Monday, 22 November 2010

The Porkchoppers by Ross Thomas (Hamish Hamilton First Edition), Bernard Higton, the First Things First Manifesto, an Unlikely Lewes Connection, and a Review

For this second post in Ross Thomas Week – which is, you'll be amazed to hear, a week of posts about the American crime/espionage/you-name-it-he-wrote-it author Ross Thomas – we have the UK hardback first edition of his 1972 novel, The Porkchoppers:


The Porkchoppers wasn't published until 1974 in the UK, by Hamish Hamilton, who took over the UK rights from Hodder & Stoughton following 1971's The Backup Men. So in the UK, for whatever reason – possibly contractual negotiations – there was an unintentional three year gap between Ross Thomas books. Unlike Hodder, whose dustjacket designs for Thomas' books were all over the place, Hamilton brought more of a standardized look to the author's jackets, opting for photographic covers with an unfussy font treatment. Most of the Thomas novels Hamilton published in the '70s had jackets by Beverley le Barrow, who I'll be returning to in the next couple of posts, but The Porkchoppers jacket was designed by one Bernard Higton... and it turns out there's an unexpected connection between he and me.

Y'see, during the course of my exhaustive research for this post (ahem) I discovered that there's a firm called Bernard Higton Design based here in Lewes, the East Sussex town in which I live and work. Of course, that didn't mean it was the same Bernard Higton... but I figured, how many designers called Bernard Higton could there be? So I did some more digging, and found that Higton was part of a loose collective of designers in Britain in the 1960s who came up with a manifesto for what they thought design should be doing. The document they drew up was called First Things First 1964, and it caused quite a stir. It was a reaction against consumerism and what the group believed was an overwhelming onslaught of advertising; they advocated instead that design should be used for less avaricious ends, such as signs, books, periodicals and education.
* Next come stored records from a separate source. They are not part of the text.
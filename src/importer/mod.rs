// ==========================================
// 成绩核算与评审引擎 - 导入层
// ==========================================
// 职责: 外部成绩单导入, 逐行交给成绩台账录分
// 支持: Excel, CSV
// ==========================================

pub mod error;
pub mod file_parser;
pub mod score_importer;

// 重导出核心类型
pub use error::{ImportError, ImportResult};
pub use file_parser::{CsvParser, ExcelParser, FileParser, RawRow, UniversalFileParser};
pub use score_importer::{ImportedRow, RejectedRow, ScoreImportReport, ScoreImporter};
In 1999 a new group of designers took up the cause and published an updated First Things First 2000 manifesto in anti-commercial magazine AdBusters.

All of which was quite interesting, but didn't answer my question about whether the Bernard Higton in Lewes was the same one who designed the Porkchoppers jacket. So I carried on digging, and started turning up books that Higton had designed and indeed edited – some fine '60s and '70s dustjackets for Hamilton and Pelican and Joseph; some children's books; and some illustrated books too. And then I discovered a listing for a book designed by Higton and published by The Ivy Press... which is one of the imprints of the Lewes-based publisher I work for (the bit I work for is called The Ilex Press). That seemed to confirm it. I had a look on the shelves for the book in question, and then I thought, maybe it'll be quicker if I ask an Ivy colleague about Higton, see if they can recall the book in question.

So I did. And it turns out Bernard worked on loads of Ivy books. In fact, he's an old friend of the creative director of the Ivy Group... and he used to have his studio in the very building I now work in.

So there you have it: my very own Ross Thomas Six Degrees of Separation story. Publishing can be a small world sometimes...

Anyway, I do like that Hamilton Porkchoppers jacket, and it's an apt cover for the book. My learned friend Olman Feelyus has a review of the novel here; prior to my reading The Porkchoppers Olman and I had been having a little back-and-forth in the comments on each of our blogs over the similarity or otherwise of Ross Thomas to Raymond Chandler. At that point, the only Thomas book I'd read was his debut, The Cold War Swap, which is a world-weary first-person espionage tale which owes a definite debt to Chandler; meanwhile the only Thomas book Olman had read was The Porkchoppers, which is a lively third-person examination of a labour union election and which, er, doesn't. The two novels couldn't be more different. Consequently, while the Chandler comparison made sense to me, to Olman it just seemed utterly wrongheaded.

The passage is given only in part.